The testimonies of 14 Chinese human trafficking victims from the Yarl’s Wood immigration removal centre describe women being detained for months or being released back to the addresses where they were abused, according to the Women for Refugee Women (WRW).
In one case the Home Office did not make a request for a suitable space and instead released a woman, who had been forced into prostitution, back to the address where she was being sexually exploited.
Many victims said their mental health deteriorated while at the centre. They also reported being screened by male staff and not being provided with an interpreter.

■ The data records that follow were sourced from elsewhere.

//! Subscription data repository.
//!
//! The `(user_id, club_id)` primary key keeps at most one row per pair; subscribing
//! twice is a no-op rather than an error.

use chrono::Utc;
use migration::OnConflict;
use sea_orm::{
    ActiveValue, ColumnTrait, ConnectionTrait, DbErr, EntityTrait, QueryFilter, QueryOrder,
    QuerySelect,
};

use crate::server::model::subscription::{Subscriber, SubscriptionCount};

pub struct SubscriptionRepository<'a, C: ConnectionTrait> {
    db: &'a C,
}

impl<'a, C: ConnectionTrait> SubscriptionRepository<'a, C> {
    pub fn new(db: &'a C) -> Self {
        Self { db }
    }

    /// Subscribes a user to a club.
    ///
    /// Inserts the pair with the current time as `joined_at`. An existing pair is left
    /// untouched, keeping its original `joined_at`.
    ///
    /// # Returns
    /// - `Ok(true)` - A new subscription row was inserted
    /// - `Ok(false)` - The user was already subscribed
    /// - `Err(DbErr)` - Database error, including a foreign key violation when the user
    ///   or club does not exist
    pub async fn subscribe(&self, user_id: i32, club_id: i32) -> Result<bool, DbErr> {
        let inserted = entity::prelude::ClubSubscription::insert(
            entity::club_subscription::ActiveModel {
                user_id: ActiveValue::Set(user_id),
                club_id: ActiveValue::Set(club_id),
                joined_at: ActiveValue::Set(Utc::now()),
            },
        )
        .on_conflict(
            OnConflict::columns([
                entity::club_subscription::Column::UserId,
                entity::club_subscription::Column::ClubId,
            ])
            .do_nothing()
            .to_owned(),
        )
        .exec_without_returning(self.db)
        .await?;

        Ok(inserted > 0)
    }

    /// Removes a user's subscription to a club.
    ///
    /// # Returns
    /// - `Ok(true)` - A subscription row was deleted
    /// - `Ok(false)` - The user was not subscribed
    /// - `Err(DbErr)` - Database error during delete
    pub async fn unsubscribe(&self, user_id: i32, club_id: i32) -> Result<bool, DbErr> {
        let result = entity::prelude::ClubSubscription::delete_many()
            .filter(entity::club_subscription::Column::UserId.eq(user_id))
            .filter(entity::club_subscription::Column::ClubId.eq(club_id))
            .exec(self.db)
            .await?;

        Ok(result.rows_affected > 0)
    }

    /// Gets the ids of the clubs a user is subscribed to, ascending.
    pub async fn get_club_ids_by_user(&self, user_id: i32) -> Result<Vec<i32>, DbErr> {
        let subscriptions = entity::prelude::ClubSubscription::find()
            .filter(entity::club_subscription::Column::UserId.eq(user_id))
            .order_by_asc(entity::club_subscription::Column::ClubId)
            .all(self.db)
            .await?;

        Ok(subscriptions.into_iter().map(|s| s.club_id).collect())
    }

    /// Counts subscribers per club in a single grouped query.
    ///
    /// Clubs without subscribers have no row; callers default them to zero.
    pub async fn count_by_club(&self) -> Result<Vec<SubscriptionCount>, DbErr> {
        entity::prelude::ClubSubscription::find()
            .select_only()
            .column(entity::club_subscription::Column::ClubId)
            .column_as(
                entity::club_subscription::Column::UserId.count(),
                "subscription_count",
            )
            .group_by(entity::club_subscription::Column::ClubId)
            .order_by_asc(entity::club_subscription::Column::ClubId)
            .into_model::<SubscriptionCount>()
            .all(self.db)
            .await
    }

    /// Gets the users subscribed to a club, earliest joiner first.
    ///
    /// Ties on `joined_at` are ordered by user id.
    pub async fn get_subscribers(&self, club_id: i32) -> Result<Vec<Subscriber>, DbErr> {
        let rows = entity::prelude::ClubSubscription::find()
            .filter(entity::club_subscription::Column::ClubId.eq(club_id))
            .find_also_related(entity::prelude::User)
            .order_by_asc(entity::club_subscription::Column::JoinedAt)
            .order_by_asc(entity::club_subscription::Column::UserId)
            .all(self.db)
            .await?;

        Ok(rows
            .into_iter()
            .filter_map(|(_, user)| user.map(Subscriber::from_entity))
            .collect())
    }
}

WRW director Natasha Walter said: “In all my time working with refugee and asylum-seeking women I have never heard stories more harrowing than those we are hearing from Chinese trafficked women in detention.
“These women have suffered extreme abuse and exploitation and do not receive the support and protection that is promised in policies.

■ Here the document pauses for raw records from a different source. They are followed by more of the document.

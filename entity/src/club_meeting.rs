use sea_orm::entity::prelude::*;

#[derive(Clone, Debug, PartialEq, Eq, DeriveEntityModel)]
#[sea_orm(table_name = "club_meeting")]
pub struct Model {
    #[sea_orm(primary_key)]
    pub id: i32,
    pub club_id: i32,
    pub event_name: String,
    pub meeting_time: DateTimeUtc,
    pub created_at: DateTimeUtc,
}

#[derive(Copy, Clone, Debug, EnumIter, DeriveRelation)]
pub enum Relation {
    #[sea_orm(
        belongs_to = "super::club::Entity",
        from = "Column::ClubId",
        to = "super::club::Column::Id",
        on_update = "Cascade",
        on_delete = "Cascade"
    )]
    Club,
}

impl Related<super::club::Entity> for Entity {
    fn to() -> RelationDef {
        Relation::Club.def()
    }
}

impl ActiveModelBehavior for ActiveModel {}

“Instead, they are locked up and threatened with deportation. This situation must change now.”
Out of the 14 women, nine had been forced into prostitution in brothels or massage parlours and five had been forced to work in restaurants or in other forms of forced labour including domestic servitude.
One sex trafficking victim described how her removal to Yarl’s Wood was like being “taken from one hell to another.”
She said: “The gang leaders forced me to have sex with men who would come to the house where I was imprisoned.
“If I tried to refuse they would beat me and starve me. Then one day men in uniforms came to the house. I was terrified.”
Solicitor Shalini Patel from Duncan Lewis, who assisted the women involved in the report, said there was “clear incompetence and sheer disregard” for the safety of those “who have already been subjected to such horrendous sexual abuse and exploitation.”
Labour MP Jess Phillips, who is due to lead a Westminster Hall debate on the detention of trafficking victims today, urged the Home Office to carry out its own policies on trafficked women and ensure that they are protected.
Yarl’s Wood, taken over by outsourcing giant Serco in 2007, has come under repeated criticism in recent years. Several female detainees went on hunger strike in 2018 over their treatment there.